The closest example of this phenomenon is Beth herself. When Tahani kidnaps Beth, it's not from Arkham. Instead, she is being cared for at the Weibe Kaninchen Sanatorium in Geneva. Beth seems relatively normal up until the point Tahani injects her with a chemical cocktail that forces Red Alice to reemerge. It's perhaps unlikely to assume that Beth would have ever been able to live on her own, but the little we see and hear about her progress leads the reader to believe that her treatments are working and that, at the least, she is happy and comfortable. This is a far cry from Arkham, the inspiration for which can be found in the short stories and novels of famed horror writer H.P. Lovecraft and has been described as nothing short of a living hell throughout the years.
Again, this is a stark contrast to the kind of care superheroes, the affluent and their kin receive in the DC Universe. Tom King's upcoming series Heroes in Crisis looks to confront how superheroes receive mental health care in the line of duty via an institution called Sanctuary. Early reports indicate that the Sanctuary facility is a state of the art creation backed by the DC Universe's trinity -- Superman, Wonder Woman and Batman -- and that it is partly Kryptonian in origin, staffed solely by robots and holograms. Sanctuary's sole reason for existing is to cater to the psychological needs of DC Comics' superheroes, who, in a given week, could be beaten, bloodied or outright killed (and then, of course, resurrected for a timely comeback). Compare that to the popular perception of Arkham, perhaps the most recognizable mental health institution in comics, and a picture of who gets proper psychiatric treatment, and why, becomes clear.

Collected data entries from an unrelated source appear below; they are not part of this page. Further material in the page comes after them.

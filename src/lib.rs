//! `blockfs`: a bounded, write-back buffer cache; an indexed inode layer
//! addressing files up to ~8.1 MiB through direct, indirect, and
//! doubly-indirect sector chains; and a hierarchical directory layer mapped
//! onto inode content — layered over a fixed-size-sector block device.
//!
//! This crate is the core of a user-level file system, not a complete
//! operating system: the scheduler, program loader, virtual-memory
//! subsystem, and system-call dispatcher that would embed it are out of
//! scope (see `SPEC_FULL.md`). What it provides is everything those layers
//! would call through: [`Fs`](fs::Fs) for path-based operations and
//! [`Session`](session::Session) for the per-caller descriptor table and
//! current-working-directory bookkeeping a process layer would otherwise
//! have to build itself.
//!
//! # Layout
//!
//! - [`device`] — the `BlockDevice` trait and its `MemoryDevice`/`FileDevice`
//!   implementations.
//! - [`layout`] — exact on-disk byte layouts: inode, index block, directory
//!   entry.
//! - [`cache`] — the bounded buffer cache, clock eviction, pin guards.
//! - [`freemap`] — the persistent free-sector bitmap.
//! - [`inode`] — the in-memory inode table, index-chain translation,
//!   extension, read/write.
//! - [`path`] — path tokenization and name validation.
//! - [`directory`] — directories as inode content, path resolution.
//! - [`fs`] — [`Fs`](fs::Fs), the assembled file system.
//! - [`session`] — [`Session`](session::Session), the per-caller descriptor
//!   table and cwd.
//! - [`error`] — the [`Error`](error::Error) enum every fallible operation
//!   returns.

pub mod cache;
pub mod device;
pub mod directory;
pub mod error;
pub mod freemap;
pub mod fs;
pub mod inode;
pub mod layout;
pub mod path;
pub mod session;

pub use device::{BlockDevice, FileDevice, MemoryDevice, SECTOR_SIZE};
pub use error::{Error, Result};
pub use fs::Fs;
pub use session::Session;
impl<D: BlockDevice> InodeHandle<D> {
    pub fn sector(&self) -> u32 {
        self.shared.sector
    }

    pub fn kind(&self) -> Result<InodeType> {
        let guard = self.shared.cache.get(self.shared.sector)?;
        Ok(OnDiskInode::view(guard.data())
            .ok_or(Error::CorruptInode(self.shared.sector))?
            .kind())
    }

    pub fn length(&self) -> Result<u64> {
        let guard = self.shared.cache.get(self.shared.sector)?;
        Ok(OnDiskInode::view(guard.data())
            .ok_or(Error::CorruptInode(self.shared.sector))?
            .length as u64)
    }

    /// A second open reference to the same inode, sharing its `removed`/
    /// `deny_write` state with every other live handle.
    pub fn reopen(&self) -> InodeHandle<D> {
        InodeHandle {
            shared: Arc::clone(&self.shared),
        }
    }

    /// Drops this reference. When the last reference to a `remove`d inode
    /// closes, its sectors are returned to the free map automatically.
    pub fn close(self) {
        drop(self);
    }

    /// Marks the inode for deletion. The directory entry pointing to it
    /// should be unlinked separately (see [`crate::directory`]); the inode
    /// itself, and its data, survive until every open handle closes.
    pub fn remove(&self) {
        self.shared.state.lock().unwrap().removed = true;
    }

    pub fn is_removed(&self) -> bool {
        self.shared.state.lock().unwrap().removed
    }

    pub fn deny_write(&self) {
        self.shared.state.lock().unwrap().deny_write_count += 1;
    }

    pub fn allow_write(&self) {
        let mut state = self.shared.state.lock().unwrap();
        debug_assert!(state.deny_write_count > 0, "allow_write without a matching deny_write");
        state.deny_write_count = state.deny_write_count.saturating_sub(1);
    }

    /// Reads up to `buf.len()` bytes starting at `offset`, stopping at
    /// end-of-file. Returns the number of bytes actually read.
    pub fn read_at(&self, offset: u64, buf: &mut [u8]) -> Result<usize> {
        let length = self.length()?;
        if offset >= length {
            return Ok(0);
        }
        let to_read = buf.len().min((length - offset) as usize);
        let mut done = 0usize;
        while done < to_read {
            let pos = offset + done as u64;
            let index = (pos / SECTOR_SIZE as u64) as usize;
            let within = (pos % SECTOR_SIZE as u64) as usize;
            let chunk = (SECTOR_SIZE - within).min(to_read - done);
            let sector = self.sector_for_index(index)?;
            self.shared.cache.read_at(sector, &mut buf[done..done + chunk], within)?;
            done += chunk;
        }
        Ok(done)
    }

    /// Allocates `size` bytes of data sectors for a freshly created, still
    /// zero-length file, in one contiguous free-map grab rather than the
    /// one-sector-at-a-time allocation `extend` uses for later growth (spec
    /// §9 preserves this asymmetry from the original). No-op if `size == 0`.
    pub fn allocate_initial(&self, size: u64) -> Result<()> {
        let _extend_guard = self.shared.extend_lock.lock().unwrap();
        debug_assert_eq!(self.length()?, 0, "allocate_initial is only for freshly created files");
        if size == 0 {
            return Ok(());
        }
        if size > layout::MAX_FILE_SIZE {
            return Err(Error::Invalid);
        }
        let n = layout::ceil_div(size, SECTOR_SIZE as u64) as usize;
        let first = self.shared.freemap.allocate(n as u32)?;
        let grow = (|| -> Result<()> {
            for i in 0..n {
                let sector = first + i as u32;
                {
                    let mut guard = self.shared.cache.get(sector)?;
                    guard.data_mut().fill(0);
                }
                self.set_index_entry(i, sector)?;
            }
            Ok(())
        })();
        if let Err(e) = grow {
            let _ = self.shared.freemap.release(first, n as u32);
            return Err(e);
        }
        let mut guard = self.shared.cache.get(self.shared.sector)?;
        OnDiskInode::view_mut(guard.data_mut()).length = size as u32;
        log::debug!(
            "inode: allocated {n} contiguous sector(s) starting at {first} for new inode {}",
            self.shared.sector
        );
        Ok(())
    }

    /// Writes `buf` at `offset`, extending the file (zero-filling the gap,
    /// if any, per spec §4.3's "no sparse files" rule) when it would run
    /// past the current length. Returns the number of bytes written, which
    /// is always `buf.len()` on success.
    pub fn write_at(&self, offset: u64, buf: &[u8]) -> Result<usize> {
        if buf.is_empty() {
            return Ok(0);
        }
        {
            let state = self.shared.state.lock().unwrap();
            if state.deny_write_count > 0 {
                return Err(Error::WriteDenied);
            }
        }
        let needed = offset
            .checked_add(buf.len() as u64)
            .ok_or(Error::Invalid)?;
        if needed > layout::MAX_FILE_SIZE {
            return Err(Error::Invalid);
        }
        if needed > self.length()? {
            self.extend(needed)?;
        }
        let mut done = 0usize;
        while done < buf.len() {
            let pos = offset + done as u64;
            let index = (pos / SECTOR_SIZE as u64) as usize;
            let within = (pos % SECTOR_SIZE as u64) as usize;
            let chunk = (SECTOR_SIZE - within).min(buf.len() - done);
            let sector = self.sector_for_index(index)?;
            self.shared.cache.write_at(sector, &buf[done..done + chunk], within)?;
            done += chunk;
        }
        Ok(done)
    }

    /// Grows the file to `new_length`, allocating and zero-filling every
    /// newly covered data sector and whatever index blocks are needed to
    /// address them. Serialized per-inode so concurrent writers never
    /// double-allocate the same slot.
    fn extend(&self, new_length: u64) -> Result<()> {
        let _extend_guard = self.shared.extend_lock.lock().unwrap();
        let old_length = self.length()?;
        if new_length <= old_length {
            return Ok(());
        }
        let old_sectors = layout::ceil_div(old_length, SECTOR_SIZE as u64) as usize;
        let new_sectors = layout::ceil_div(new_length, SECTOR_SIZE as u64) as usize;

        let mut allocated = Vec::with_capacity(new_sectors - old_sectors);
        let grow = (|| -> Result<()> {
            for index in old_sectors..new_sectors {
                let sector = self.shared.freemap.allocate(1)?;
                allocated.push(sector);
                {
                    let mut guard = self.shared.cache.get(sector)?;
                    guard.data_mut().fill(0);
                }
                self.set_index_entry(index, sector)?;
            }
            Ok(())
        })();
        if let Err(e) = grow {
            // Unwind whatever was claimed so a failed extension never
            // leaks sectors the free map thinks are still in use.
            for sector in allocated {
                let _ = self.shared.freemap.release(sector, 1);
            }
            return Err(e);
        }

        let mut guard = self.shared.cache.get(self.shared.sector)?;
        OnDiskInode::view_mut(guard.data_mut()).length = new_length as u32;
        log::trace!(
            "inode: extended sector {} from {old_length} to {new_length} byte(s)",
            self.shared.sector
        );
        Ok(())
    }

    /// Resolves the data-sector index into an actual device sector number,
    /// walking the direct/indirect/doubly-indirect chain as needed.
    fn sector_for_index(&self, index: usize) -> Result<u32> {
        let cache = &self.shared.cache;
        if index < DIRECT_COUNT {
            let guard = cache.get(self.shared.sector)?;
            let inode = OnDiskInode::view(guard.data()).ok_or(Error::CorruptInode(self.shared.sector))?;
            return Ok(inode.direct[index]);
        }
        if index < DIRECT_COUNT + INDEX_ENTRIES {
            let indirect_sector = {
                let guard = cache.get(self.shared.sector)?;
                OnDiskInode::view(guard.data())
                    .ok_or(Error::CorruptInode(self.shared.sector))?
                    .indirect
            };
            let guard = cache.get(indirect_sector)?;
            return Ok(IndexBlock::view(guard.data()).entries[index - DIRECT_COUNT]);
        }
        let index2 = index - DIRECT_COUNT - INDEX_ENTRIES;
        let root_sector = {
            let guard = cache.get(self.shared.sector)?;
            OnDiskInode::view(guard.data())
                .ok_or(Error::CorruptInode(self.shared.sector))?
                .doubly_indirect
        };
        let leaf_sector = {
            let guard = cache.get(root_sector)?;
            IndexBlock::view(guard.data()).entries[index2 / INDEX_ENTRIES]
        };
        let guard = cache.get(leaf_sector)?;
        Ok(IndexBlock::view(guard.data()).entries[index2 % INDEX_ENTRIES])
    }

    /// Records `data_sector` as the sector holding data-sector `index`,
    /// allocating and zero-initializing whatever indirect or doubly-indirect
    /// index blocks are needed to address it for the first time.
    fn set_index_entry(&self, index: usize, data_sector: u32) -> Result<()> {
        let cache = &self.shared.cache;
        if index < DIRECT_COUNT {
            let mut guard = cache.get(self.shared.sector)?;
            OnDiskInode::view_mut(guard.data_mut()).direct[index] = data_sector;
            return Ok(());
        }
        if index < DIRECT_COUNT + INDEX_ENTRIES {
            let indirect_sector = self.ensure_index_block(|inode| &mut inode.indirect)?;
            let mut guard = cache.get(indirect_sector)?;
            IndexBlock::view_mut(guard.data_mut()).entries[index - DIRECT_COUNT] = data_sector;
            return Ok(());
        }
        let index2 = index - DIRECT_COUNT - INDEX_ENTRIES;
        let root_sector = self.ensure_index_block(|inode| &mut inode.doubly_indirect)?;
        let leaf_sector = self.ensure_leaf(root_sector, index2 / INDEX_ENTRIES)?;
        let mut guard = cache.get(leaf_sector)?;
        IndexBlock::view_mut(guard.data_mut()).entries[index2 % INDEX_ENTRIES] = data_sector;
        Ok(())
    }

    /// Allocates and zero-fills the `indirect` or `doubly_indirect` block
    /// pointed to by `field` if it does not exist yet, returning its sector
    /// either way.
    fn ensure_index_block(&self, field: impl Fn(&mut OnDiskInode) -> &mut u32) -> Result<u32> {
        let cache = &self.shared.cache;
        let existing = {
            let guard = cache.get(self.shared.sector)?;
            let inode = OnDiskInode::view(guard.data()).ok_or(Error::CorruptInode(self.shared.sector))?;
            // Safety of this read: we only inspect, never mutate, through
            // an immutable view; `field` is applied to the mutable path
            // below once we know a block must be allocated.
            let mut copy = *inode;
            *field(&mut copy)
        };
        if existing != 0 {
            return Ok(existing);
        }
        let sector = self.shared.freemap.allocate(1)?;
        {
            let mut guard = cache.get(sector)?;
            *IndexBlock::view_mut(guard.data_mut()) = IndexBlock::zeroed();
        }
        let mut guard = cache.get(self.shared.sector)?;
        let inode = OnDiskInode::view_mut(guard.data_mut());
        *field(inode) = sector;
        Ok(sector)
    }

    /// Allocates and zero-fills the doubly-indirect leaf at `slot` within
    /// `root_sector` if it does not exist yet, returning its sector either
    /// way.
    fn ensure_leaf(&self, root_sector: u32, slot: usize) -> Result<u32> {
        let cache = &self.shared.cache;
        let existing = {
            let guard = cache.get(root_sector)?;
            IndexBlock::view(guard.data()).entries[slot]
        };
        if existing != 0 {
            return Ok(existing);
        }
        let sector = self.shared.freemap.allocate(1)?;
        {
            let mut guard = cache.get(sector)?;
            *IndexBlock::view_mut(guard.data_mut()) = IndexBlock::zeroed();
        }
        let mut guard = cache.get(root_sector)?;
        IndexBlock::view_mut(guard.data_mut()).entries[slot] = sector;
        Ok(sector)
    }
}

The focus on superheroes getting the mental health treatment they need while villains are left to fend for themselves, thus collapsing into rampant recidivism, is an inherently problematic one, as it reveals a deeply ingrained narrative dissonance when it comes to the struggle against good versus evil in the comic book format. For superheroes to retain relevance, they must have adversaries. If their adversaries were to, say, go off and find competent care and long-term treatment plans, well, there wouldn't be a whole lot left in the way of compelling adversaries. This line of thinking has led to the widely accepted belief that Batman creates his own villains, but Batwoman #16 asks if that's really the case. The Dark Knight has been feeding villains into an asylum widely known to create monsters for years. He might not be making the villains himself, but his continued devotion to a plan that failed long ago more than makes him an accomplice.
Batwoman's run ends with the forthcoming Batwoman #18, which is a shame, as this most recent issue takes steps towards cementing her as one of the few superheroes willing to stand up to Arkham Asylum's greatest patron.